Merriweather v. Hofbauer
Filing
114
ORDER denying Petitioner's 111 Motion for Reconsideration and denying as moot Petitioner's 112 Motion to Stay Ruling on 111 Motion for Reconsideration. Signed by District Judge Gerald E. Rosen. (JOwe)

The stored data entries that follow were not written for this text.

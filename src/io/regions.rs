//! Region polygons from shapefiles.
//!
//! Loads polygon and multi-polygon records (coastlines, state or
//! catchment boundaries) from a shapefile and provides point-in-region
//! lookup for rasterization.
//!
//! Each record becomes one [`Region`] whose id is its record number, so ids
//! stay stable whether or not records are later filtered by extent.
//!
//! # Example
//!
//! ```ignore
//! use gridmask_rs::io::{GeoBoundingBox, Regions};
//!
//! let bbox = GeoBoundingBox::new(112.0, -44.0, 154.0, -10.0);
//! let regions = Regions::load_within("data/aus_states.shp", &bbox)?;
//!
//! if let Some(id) = regions.locate(151.2, -33.9) {
//!     println!("Sydney is in region {}", id);
//! }
//! ```

use std::fmt;
use std::path::Path;

use geo::{BoundingRect, Contains, Coord, LineString, MultiPolygon, Point, Polygon, Rect};
use shapefile::dbase::{FieldValue, Record};
use shapefile::{PolygonRing, Reader, Shape};
use thiserror::Error;
use tracing::{debug, warn};

use super::bbox::GeoBoundingBox;
use crate::types::RegionId;

/// Attribute fields tried, in order, for a region's display name.
///
/// Generic names first, then ABS boundary names (states, SA4s, LGAs) for
/// the 2021 and 2016 editions.
const NAME_FIELDS: [&str; 10] = [
    "NAME",
    "name",
    "Name",
    "REGION",
    "STE_NAME21",
    "STE_NAME16",
    "SA4_NAME21",
    "SA4_NAME16",
    "LGA_NAME21",
    "LGA_NAME16",
];

/// Error type for region loading.
#[derive(Debug, Error)]
pub enum RegionError {
    /// File I/O error
    #[error("I/O error: {0}")]
    Io(#[from] std::io::Error),

    /// Shapefile parsing error
    #[error("Shapefile error: {0}")]
    Shapefile(String),

    /// No polygon records in the file
    #[error("No polygons found in shapefile")]
    NoPolygons,
}

impl From<shapefile::Error> for RegionError {
    fn from(e: shapefile::Error) -> Self {
        RegionError::Shapefile(e.to_string())
    }
}

/// A single numbered region.
#[derive(Debug, Clone)]
pub struct Region {
    id: RegionId,
    name: Option<String>,
    geometry: MultiPolygon<f64>,
    /// Cached extent for cheap rejection before the polygon test
    bounds: Option<Rect<f64>>,
}

impl Region {
    /// Create a region from its geometry (x = lon, y = lat).
    pub fn new(id: RegionId, geometry: MultiPolygon<f64>) -> Self {
        let bounds = geometry.bounding_rect();
        Self {
            id,
            name: None,
            geometry,
            bounds,
        }
    }

    /// Attach a display name.
    pub fn with_name(mut self, name: impl Into<String>) -> Self {
        self.name = Some(name.into());
        self
    }

    /// Region id.
    pub fn id(&self) -> RegionId {
        self.id
    }

    /// Display name, if the record carried one.
    pub fn name(&self) -> Option<&str> {
        self.name.as_deref()
    }

    /// Region geometry.
    pub fn geometry(&self) -> &MultiPolygon<f64> {
        &self.geometry
    }

    /// Geographic extent, `None` for empty geometry.
    pub fn bbox(&self) -> Option<GeoBoundingBox> {
        self.bounds.as_ref().map(GeoBoundingBox::from_rect)
    }

    /// Check whether a point lies strictly inside the region.
    ///
    /// Points exactly on the boundary are outside, following
    /// [`geo::Contains`].
    #[inline]
    pub fn contains(&self, lon: f64, lat: f64) -> bool {
        let Some(rect) = self.bounds else {
            return false;
        };
        if lon < rect.min().x || lon > rect.max().x || lat < rect.min().y || lat > rect.max().y {
            return false;
        }
        self.geometry.contains(&Point::new(lon, lat))
    }
}

/// An immutable collection of regions.
#[derive(Debug, Clone, Default)]
pub struct Regions {
    regions: Vec<Region>,
}

impl Regions {
    /// Wrap an explicit list of regions.
    pub fn new(regions: Vec<Region>) -> Self {
        Self { regions }
    }

    /// Build regions from geometries, numbering them from zero.
    pub fn from_polygons<I>(polygons: I) -> Self
    where
        I: IntoIterator<Item = MultiPolygon<f64>>,
    {
        let regions = polygons
            .into_iter()
            .enumerate()
            .map(|(i, geometry)| Region::new(RegionId::new(i as u32), geometry))
            .collect();
        Self { regions }
    }

    /// Load every polygon record of a shapefile.
    pub fn load<P: AsRef<Path>>(path: P) -> Result<Self, RegionError> {
        Self::load_filtered(path.as_ref(), None)
    }

    /// Load polygon records whose extent intersects `bbox`.
    ///
    /// Returns an empty collection (not an error) if the file has polygons
    /// but none reach the box.
    pub fn load_within<P: AsRef<Path>>(
        path: P,
        bbox: &GeoBoundingBox,
    ) -> Result<Self, RegionError> {
        Self::load_filtered(path.as_ref(), Some(bbox))
    }

    fn load_filtered(path: &Path, bbox: Option<&GeoBoundingBox>) -> Result<Self, RegionError> {
        let mut reader = Reader::from_path(path)?;
        let mut regions = Vec::new();
        let mut polygon_records = 0usize;

        for (record_index, result) in reader.iter_shapes_and_records().enumerate() {
            let (shape, record) = result?;

            let geometry = match shape {
                Shape::Polygon(polygon) => {
                    rings_to_multipolygon(polygon.rings(), |p| Coord { x: p.x, y: p.y })
                }
                Shape::PolygonM(polygon) => {
                    rings_to_multipolygon(polygon.rings(), |p| Coord { x: p.x, y: p.y })
                }
                Shape::PolygonZ(polygon) => {
                    rings_to_multipolygon(polygon.rings(), |p| Coord { x: p.x, y: p.y })
                }
                Shape::NullShape => continue,
                other => {
                    warn!(
                        record = record_index,
                        shape = ?other.shapetype(),
                        "skipping non-polygon shape"
                    );
                    continue;
                }
            };
            polygon_records += 1;

            let mut region = Region::new(RegionId::new(record_index as u32), geometry);
            if let Some(name) = record_name(&record) {
                region = region.with_name(name);
            }

            let keep = match (bbox, region.bbox()) {
                (Some(filter), Some(extent)) => filter.intersects(&extent),
                (Some(_), None) => false,
                (None, _) => true,
            };
            if keep {
                regions.push(region);
            }
        }

        if polygon_records == 0 {
            return Err(RegionError::NoPolygons);
        }
        if regions.is_empty() {
            warn!("no shapefile regions intersect the requested extent");
        }
        debug!(records = polygon_records, kept = regions.len(), "loaded shapefile regions");

        Ok(Self { regions })
    }

    /// Copy of this collection keeping regions whose extent intersects `bbox`.
    pub fn within(&self, bbox: &GeoBoundingBox) -> Self {
        let regions = self
            .regions
            .iter()
            .filter(|r| r.bbox().is_some_and(|extent| bbox.intersects(&extent)))
            .cloned()
            .collect();
        Self { regions }
    }

    /// Number of regions.
    pub fn len(&self) -> usize {
        self.regions.len()
    }

    /// True if there are no regions.
    pub fn is_empty(&self) -> bool {
        self.regions.is_empty()
    }

    /// Iterate over regions in collection order.
    pub fn iter(&self) -> impl Iterator<Item = &Region> {
        self.regions.iter()
    }

    /// Look up a region by id.
    pub fn get(&self, id: RegionId) -> Option<&Region> {
        self.regions.iter().find(|r| r.id == id)
    }

    /// Id of the first region (in collection order) containing the point.
    ///
    /// With overlapping regions the earlier record wins.
    #[inline]
    pub fn locate(&self, lon: f64, lat: f64) -> Option<RegionId> {
        self.regions.iter().find(|r| r.contains(lon, lat)).map(|r| r.id)
    }

    /// Check if any region contains the point.
    #[inline]
    pub fn contains_any(&self, lon: f64, lat: f64) -> bool {
        self.regions.iter().any(|r| r.contains(lon, lat))
    }

    /// Get statistics about the loaded regions.
    pub fn statistics(&self) -> RegionStatistics {
        let mut polygon_count = 0;
        let mut total_vertices = 0;

        for region in &self.regions {
            for polygon in region.geometry.0.iter() {
                polygon_count += 1;
                total_vertices += polygon.exterior().0.len();
                for interior in polygon.interiors() {
                    total_vertices += interior.0.len();
                }
            }
        }

        let bbox = self
            .regions
            .iter()
            .filter_map(|r| r.bbox())
            .reduce(|a, b| {
                GeoBoundingBox::new(
                    a.min_lon.min(b.min_lon),
                    a.min_lat.min(b.min_lat),
                    a.max_lon.max(b.max_lon),
                    a.max_lat.max(b.max_lat),
                )
            });

        RegionStatistics {
            region_count: self.regions.len(),
            polygon_count,
            total_vertices,
            bbox,
        }
    }
}

/// Statistics about a region collection.
#[derive(Debug, Clone)]
pub struct RegionStatistics {
    /// Number of regions
    pub region_count: usize,
    /// Number of polygons across all regions
    pub polygon_count: usize,
    /// Total number of vertices
    pub total_vertices: usize,
    /// Combined extent, `None` if there is no geometry
    pub bbox: Option<GeoBoundingBox>,
}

UNITED STATES DISTRICT COURT
EASTERN DISTRICT OF MICHIGAN
SOUTHERN DIVISION
WILLIAM A. MERRIWEATHER,
Petitioner,
No. 99-cv-75306
Hon. Gerald E. Rosen
vs.
BONITA J. HOFFNER, Warden,
Respondent.
___________________________/
ORDER DENYING PETITIONER’S MOTION FOR
RECONSIDERATION AND DENYING AS MOOT PETITIONER’S
MOTION TO STAY RULING ON MOTION FOR RECONSIDERATION
At a session of said Court, held in
the U.S. Courthouse, Detroit, Michigan
on January 13, 2017
PRESENT: Honorable Gerald E. Rosen
United States District Judge
On March 29, 2016, Petitioner Merriweather filed a Motion for Reconsideration
of the Court’s denial of his earlier-filed Nunc Pro Tunc Application for an Order
directing that the Court’s denial of Petitioner’s January 25, 2001 Motion for an
Evidentiary Hearing be explicitly set forth in a docket entry. That same date, March 29,
2016, Petitioner filed a Motion asking that the Court hold ruling on the Motion for
Reconsideration in abeyance pending his pursuit of an appeal of any denial of his
contemporaneously-filed Motion for Recusal to the Chief Judge.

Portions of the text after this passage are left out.